The Stigma of the Older Gamer

by ted2112, HSM team writer

Video games are for kids, right? So what happens when you are supposed to outgrow video games, and move on to more socially acceptable adult pursuits?

I’ve been a gamer since the Atari 2600. The hook was in my mouth, and that’s just where I wanted it. I’ve evolved with gaming, and been excited with every twist and turn that new technology has brought. When the Nintendo jumped from 8 to 16 bits I was elated. When Sony introduced the optical drive in the PlayStation I was floored. And I am as excited about the PS4 today as I was the PS2 ten years ago. I consider myself fortunate — but for many adults gaming today, it’s a pursuit best done in secret.

The stigma of adults gaming is something I just don’t understand.
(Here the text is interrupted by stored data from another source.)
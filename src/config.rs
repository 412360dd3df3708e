//! Tunable settings for scraping.

use std::time::Duration;

use crate::constants::{IO_TIMEOUT, SESSION_TTL};

/// Timing settings shared by every session of a [`Bulk`](crate::Bulk).
///
/// The defaults are the protocol policy: a one second deadline per exchange
/// and a one minute lifetime for connection IDs.
#[derive(Debug, Clone, Copy, PartialEq, Eq)]
pub struct ScrapeConfig {
    /// Deadline covering the send and the receive of one exchange
    pub io_timeout: Duration,
    /// Time after which all sessions are re-established
    pub session_ttl: Duration,
}

impl ScrapeConfig {
    /// Sets the deadline for each request/response exchange.
    pub fn with_io_timeout(mut self, io_timeout: Duration) -> Self {
        self.io_timeout = io_timeout;
        self
    }

    /// Sets how long sessions are reused before reconnecting.
    pub fn with_session_ttl(mut self, session_ttl: Duration) -> Self {
        self.session_ttl = session_ttl;
        self
    }
}

impl Default for ScrapeConfig {
    fn default() -> Self {
        Self {
            io_timeout: IO_TIMEOUT,
            session_ttl: SESSION_TTL,
        }
    }
}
We are encouraged to play video games as children. We save our allowance and beg parents around holidays, it’s good and natural…yet at some point many of us are expected to stop and leave it all behind. Times do seem to be changing somewhat, and I see a change in younger generations that are more meshed in the evolving technology. This new wave of gamers have smart phones and has learned to be computer savvy at a very early age. Gaming, now more than ever, is a much more social pastime. For many gamers, however, gaming is still considered “kid stuff” and a time-waster.

I know many older gamers that keep their gaming to themselves. They wait until their spouses go to work, or the kids are at school; to them, it’s just not worth the fighting, misunderstanding and trying to explain to a non-gamer what it truly means to them. Myself personally, I have seen many people my age leave gaming at a time when the industry is exploding with things we could only dream of back in the day, or who use their kids as an excuse for keeping up with being a gamer. Why is there no room for the older gamer in today’s age of tolerance and acceptance?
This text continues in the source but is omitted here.